Disipline sevk münasebeti olarak kimi vilayet ve 108 ilçe liderinin dilekçesinin gösterildiğini anımsatan Özdağ, maksadı hukukun üstünlüğünü sağlamak olan bir siyasi partinin evvel kendi iç hukukuna hürmet göstermesi ve Disiplin Yönetmeliği’nde yapılan düzenlemelere uygun davranması gerektiğini savundu.
Özdağ, “Bana karşı işletilen disiplin süreci, UYGUN Parti Disiplin Yönetmeliği’ne nazaran ilerleyen bir tüzel süreç değil, siyasal kampanya çerçevesinde ‘vahşi Batı’daki siyasal linç’ prensiplerine nazaran gelişmiştir ve bu kabul edilebilir değildir.” açıklamasını yaptı.
Disipline sevk edilmesine neden olan bahsin, “katıldığı bir televizyon programında İstanbul Vilayet Lideri’nin Kazakistan’da FETÖ tarafından kurulan bir STÖ’nün lider yardımcılığı konusuna açıklık getirmesini istemesi” olduğunu vurgulayan Özdağ, şunları kaydetti:
“İl lideri, bu mevzuda kamuoyunu tatmin edecek bir açıklama yapamamış, bunun yerine mahkemeye verdiği dilekçeden başlayarak, televizyonlarda ve teşkilatlarda bana hakaret etmiştir.
Keza, DÜZGÜN Partinin değişik makamlardaki yetkilileri, DÜZGÜN Partinin yüksek menfaatlerini savunacak bir durum alacak ve gerçeği arayacakları yerde, beni suçlamayı tercih etmişlerdir.

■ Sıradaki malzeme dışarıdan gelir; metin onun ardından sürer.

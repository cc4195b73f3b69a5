//! Shared API-search tool runtime.
//!
//! This crate is intended to be used by:
//! - `apisearch-mcp` (the stdio MCP adapter binary)
//!
//! It contains the identifier formatter, the upstream HTTP client, and the
//! MCP tool surface (registry + call dispatch). It intentionally contains
//! **no** transport or process-bootstrap logic.

pub mod config;
pub mod error;
pub mod ident;
pub mod runtime;
pub mod upstream;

Genel Merkez ve ÂLÂ Parti küme yetkilileri, ne yazık ki yaşanan süreci, Türkiye’de FETÖ ile gayret konusunda parti programında husus bulunan ve FETÖ sızmaları konusunda en pak parti olması için muvaffakiyetle çaba ettiğimiz UYGUN Parti’yi savunacak formda değerlendirmemişlerdir.
Disiplin Şurası sürecinde, televizyon programında sorduğum sorunun karşılığını verme imkanım ortaya çıkacaktır. Büyük bir kısmı üzerinde daha evvel hiçbir kitap yazılmamış alanlarda 26 kitap yazmış, 16 kıymetli yapıtın editörlüğünü yapmış, ulusal güvenliğimiz konusunda onlarca rapor kaleme almış bir akademisyen ve milletvekili olarak, araştırma ve inceleme yapmadan rastgele bir açıklama yapmadığımı ilgili kamuoyu bilmektedir. ÂLÂ Partimizin yetkili şuralarına, GÜZEL Parti’ye gönül veren milyonlara ve Türk kamuoyuna önümüzdeki süreçte bu açıklamayı neden yapmak zorunda kaldığımı ayrıntıları ile açıklayacağım.”